Guy N. Smith came to see me last year and brought me a copy of his latest book.
Unlike the popular fiction he wrote so successfully for a living, it was a history of the Midland Gun Company. Guy had a small collection of shoguns made by the firm and was a rare enthusiast for a company that was mostly concerned with mid-to-lower grade output.
Guy N. Smith was born in 1939 into a middle class family. His father was a bank manager and his mother was a writer. He took after his mother in having a creative streak but followed his father's instructions and went into banking, which was seen as a good safe job.
He first wrote for the sporting press in 1963 and went on to write for many of the county's best loved titles, like Shooting Times and The Countryman's Weekly, which he edited for sixteen years.
He began his fascination with The Midland Gun Company in 1957 when his father took him to the Bath Street factory to buy a gun. He later had one built to order for himself. In 2016 he acquired the rights to the company name.
Guy made his name and his money writing fiction, of which he published over one hundred works. He specialised in horrror. I well remember reading Night of the Crabs when I was twelve years old (it was probably unsuitable) and then his well observed (and locally set on the Black Hills) werewolf series.
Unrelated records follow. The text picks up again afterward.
use crate::error::AppError;
use crate::model::Task;
use crate::notify::{
    ACTIVATION_WAIT, ActivationWaiters, Notifier, launch_get, parse_activation_argument,
};
use std::sync::mpsc;
use std::time::Duration;
use tauri_winrt_notification::Toast;

#[derive(Debug, Default)]
pub struct WindowsNotifier {
    waiters: ActivationWaiters,
}

impl Notifier for WindowsNotifier {
    fn notify(&self, task: &Task) -> Result<(), AppError> {
        self.notify_with_action(task, "")
    }

    fn notify_with_action(&self, task: &Task, action: &str) -> Result<(), AppError> {
        let task_id = task.id;
        let action_value = action.to_string();
        let mut toast = Toast::new(Toast::POWERSHELL_APP_ID)
            .title("task-cli")
            .text1(&task.title)
            .text2(&format!("#{} - {}", task.id, task.time_status()));

        if !action_value.trim().is_empty() {
            toast = toast.add_button("Open", &action_value);
        }

        let (activated, activations) = mpsc::channel();
        toast
            .on_activated(move |args| {
                let target = match args.as_deref() {
                    Some(args) if args == action_value => task_id,
                    Some(args) => parse_activation_argument(args).unwrap_or(task_id),
                    None => task_id,
                };
                let _ = activated.send(target);
                Ok(())
            })
            .show()
            .map_err(|err| AppError::io(err.to_string()))?;

        // Toasts report no dismissal here, so the listener gives up on its own.
        self.waiters.push(std::thread::spawn(move || {
            if let Ok(target) = activations.recv_timeout(ACTIVATION_WAIT) {
                if let Err(err) = launch_get(target) {
                    tracing::warn!(task_id = target, error = %err, "could not open task");
                }
            }
        }));
        Ok(())
    }

    fn wait_for_activations(&self, timeout: Duration) -> usize {
        self.waiters.wait(timeout)
    }
}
Guy ran his own publishing house, Black Hill Books, and appears to have quietly succeeded in everything he tried. The film rights to Night of the Crabs enabled him to quit his banking job in the late 1970s and buy a house near Clun, in Shropshire's wildest nether regions.
I remember first meeting Guy at the Game Fair in the early 2000s and being a little in awe at meeting a proper writer! I was equally saddened to hear of his death in Shrewsbury at the age of 81, having contracted the Coronavirus. I shall re-read his Midland Gun Company: A Short History this week and remember him fondly.